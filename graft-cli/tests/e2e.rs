//! End-to-end tests against the real `graft` binary

use std::process::Command;
use std::time::{Duration, Instant};

use graft_config::SessionConfig;
use graft_core::{DType, Matrix, MessageFormat, SparseMatrix, Value};
use graft_master::{GraftError, Invocable, MasterValue, OutputEcho, ProxyObject, Session};

const GRAFT: &str = env!("CARGO_BIN_EXE_graft");

fn config(format: MessageFormat) -> SessionConfig {
    SessionConfig {
        executable: GRAFT.to_string(),
        message_format: format,
        echo_output: false,
        poll_interval: Duration::from_millis(50),
        connect_timeout: Duration::from_secs(30),
        ..Default::default()
    }
}

async fn session(format: MessageFormat) -> Session {
    Session::launch(config(format)).await.expect("remote should start")
}

fn object(value: MasterValue) -> ProxyObject {
    match value {
        Value::Object(object) => object,
        other => panic!("expected an object, got {:?}", other),
    }
}

#[tokio::test]
async fn test_globals_round_trip_in_both_formats() {
    for format in [MessageFormat::Json, MessageFormat::Cbor] {
        let session = session(format).await;
        let m = Matrix::from_elements(vec![2, 3], &[1i32, 2, 3, 4, 5, 6]).unwrap();
        session.set_global("m", &Value::Matrix(m.clone())).await.unwrap();
        session.set_global("s", &Value::from("text")).await.unwrap();

        assert_eq!(session.get_global("m").await.unwrap(), Value::Matrix(m));
        assert_eq!(session.get_global("s").await.unwrap(), Value::from("text"));
        session.close().await;
    }
}

#[tokio::test]
async fn test_sum_of_zeros_dense_and_sparse() {
    let session = session(MessageFormat::Cbor).await;
    let dense = Matrix::zeros(DType::Float64, vec![1, 256]).unwrap();
    let sparse = SparseMatrix::from_dense(&dense).unwrap();
    assert_eq!(sparse.nnz(), 0);

    let total = session.call("sum", vec![Value::Matrix(dense)]).await.unwrap();
    assert_eq!(total, Value::Float(0.0));
    let total = session.call("sum", vec![Value::Sparse(sparse)]).await.unwrap();
    assert_eq!(total, Value::Float(0.0));
    session.close().await;
}

#[tokio::test]
async fn test_remote_error_carries_identifier_and_stack() {
    let session = session(MessageFormat::Json).await;
    let err = session
        .call(
            "error",
            vec![Value::from("X:undefinedVariable"), Value::from("Undefined x")],
        )
        .await
        .unwrap_err();

    match err {
        GraftError::Remote(remote) => {
            assert_eq!(remote.identifier, "X:undefinedVariable");
            assert_eq!(remote.message, "Undefined x");
            assert!(!remote.stack.is_empty());
            assert!(remote.trace.starts_with("Remote traceback"));
        }
        other => panic!("expected a remote error, got {:?}", other),
    }

    // The channel is back in step after the failure
    assert_eq!(session.call("identity", vec![Value::Int(7)]).await.unwrap(), Value::Int(7));
    session.close().await;
}

#[tokio::test]
async fn test_counter_proxies_are_released() {
    let session = session(MessageFormat::Cbor).await;
    let counter = object(session.call("Counter", vec![Value::Int(3)]).await.unwrap());
    assert_eq!(counter.class_name().await.unwrap(), "Counter");

    counter.invoke("increment", vec![]).await.unwrap();
    assert_eq!(counter.get_field("count").await.unwrap(), Value::Float(3.0));

    session.set_global("c", &Value::Object(counter.clone())).await.unwrap();
    let again = object(session.get_global("c").await.unwrap());
    assert_eq!(again, counter);
    assert_eq!(session.live_references(), 1);

    drop(again);
    counter.close().await.unwrap();
    assert_eq!(session.live_references(), 0);
    assert_eq!(session.pending_releases(), 0);
    session.close().await;
}

#[tokio::test]
async fn test_interrupting_a_long_call() {
    let session = session(MessageFormat::Json).await;
    let handle = session.interrupt_handle();
    let interrupter = tokio::spawn(async move {
        tokio::time::sleep(Duration::from_millis(300)).await;
        handle.interrupt();
    });

    let started = Instant::now();
    let err = session.call("pause", vec![Value::Float(30.0)]).await.unwrap_err();
    assert!(matches!(err, GraftError::Interrupted), "{:?}", err);
    assert!(started.elapsed() < Duration::from_secs(20));
    interrupter.await.unwrap();

    let total = session
        .call("sum", vec![Value::Matrix(Matrix::row(&[1.0f64, 2.0]))])
        .await
        .unwrap();
    assert_eq!(total, Value::Float(3.0));
    session.close().await;
}

#[tokio::test]
async fn test_remote_output_is_echoed() {
    let (tx, mut rx) = tokio::sync::mpsc::unbounded_channel();
    let session = Session::launch_with_echo(config(MessageFormat::Cbor), OutputEcho::Channel(tx))
        .await
        .unwrap();
    session.call("disp", vec![Value::Float(42.0)]).await.unwrap();
    let line = tokio::time::timeout(Duration::from_secs(10), rx.recv()).await.unwrap();
    assert_eq!(line.as_deref(), Some("42"));
    session.close().await;
}

#[tokio::test]
async fn test_functions_and_namespaces() {
    let session = session(MessageFormat::Cbor).await;
    let numel = session.function("numel");
    let n = numel
        .call(vec![Value::Matrix(Matrix::zeros(DType::Float64, vec![2, 5]).unwrap())])
        .await
        .unwrap();
    assert_eq!(n, Value::Float(10.0));
    assert!(numel.help().await.unwrap().starts_with("numel(x)"));

    let stats = match session.get_or_namespace("stats").await.unwrap() {
        graft_master::Global::Namespace(ns) => ns,
        other => panic!("expected a namespace, got {:?}", other),
    };
    let mean = stats
        .call("mean", vec![Value::Matrix(Matrix::row(&[1.0f64, 2.0, 6.0]))])
        .await
        .unwrap();
    assert_eq!(mean, Value::Float(3.0));
    session.close().await;
}

#[tokio::test]
async fn test_close_is_idempotent() {
    let session = session(MessageFormat::Json).await;
    session.close().await;
    session.close().await;
    assert!(session.is_closed());
    assert!(matches!(session.get_global("x").await, Err(GraftError::Closed)));
}

fn graft() -> Command {
    let mut command = Command::new(GRAFT);
    command
        .env("GRAFT_EXECUTABLE", GRAFT)
        .env("GRAFT_ECHO_OUTPUT", "false")
        .env("GRAFT_LOG_LEVEL", "warn");
    command
}

#[test]
fn test_cli_call_prints_result() {
    let output = graft().args(["call", "sum", "[1, 2, 3]"]).output().unwrap();
    assert!(output.status.success(), "{}", String::from_utf8_lossy(&output.stderr));
    assert_eq!(String::from_utf8_lossy(&output.stdout).trim(), "6");
}

#[test]
fn test_cli_get_after_eval() {
    let output = graft()
        .args(["get", "answer", "--eval", "answer = 42;", "--format", "json"])
        .output()
        .unwrap();
    assert!(output.status.success(), "{}", String::from_utf8_lossy(&output.stderr));
    assert_eq!(String::from_utf8_lossy(&output.stdout).trim(), "42");
}

#[test]
fn test_cli_reports_remote_errors() {
    let output = graft()
        .args(["call", "error", "X:undefinedVariable", "Undefined x"])
        .output()
        .unwrap();
    assert!(!output.status.success());
    let stderr = String::from_utf8_lossy(&output.stderr);
    assert!(stderr.contains("X:undefinedVariable"), "{}", stderr);
    assert!(stderr.contains("Undefined x"), "{}", stderr);
}

#[test]
fn test_cli_config_generate_and_validate() {
    let dir = tempfile::tempdir().unwrap();
    let path = dir.path().join("graft.yaml");
    let path_arg = path.to_str().unwrap();

    let output = graft()
        .args(["config", "generate", "--output", path_arg])
        .output()
        .unwrap();
    assert!(output.status.success());
    assert!(path.exists());

    let again = graft()
        .args(["config", "generate", "--output", path_arg])
        .output()
        .unwrap();
    assert!(!again.status.success());

    let output = graft()
        .args(["config", "validate", "--config-file", path_arg])
        .output()
        .unwrap();
    assert!(output.status.success());
    assert!(String::from_utf8_lossy(&output.stdout).contains("valid"));
}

---+---

* TASK ITEM
Which lines in the records above contain the word "total"? Return each of them.

* TASK RESPONSE
    let total = session.call("sum", vec![Value::Matrix(dense)]).await.unwrap();
    assert_eq!(total, Value::Float(0.0));
    let total = session.call("sum", vec![Value::Sparse(sparse)]).await.unwrap();
    assert_eq!(total, Value::Float(0.0));
    let total = session
    assert_eq!(total, Value::Float(3.0));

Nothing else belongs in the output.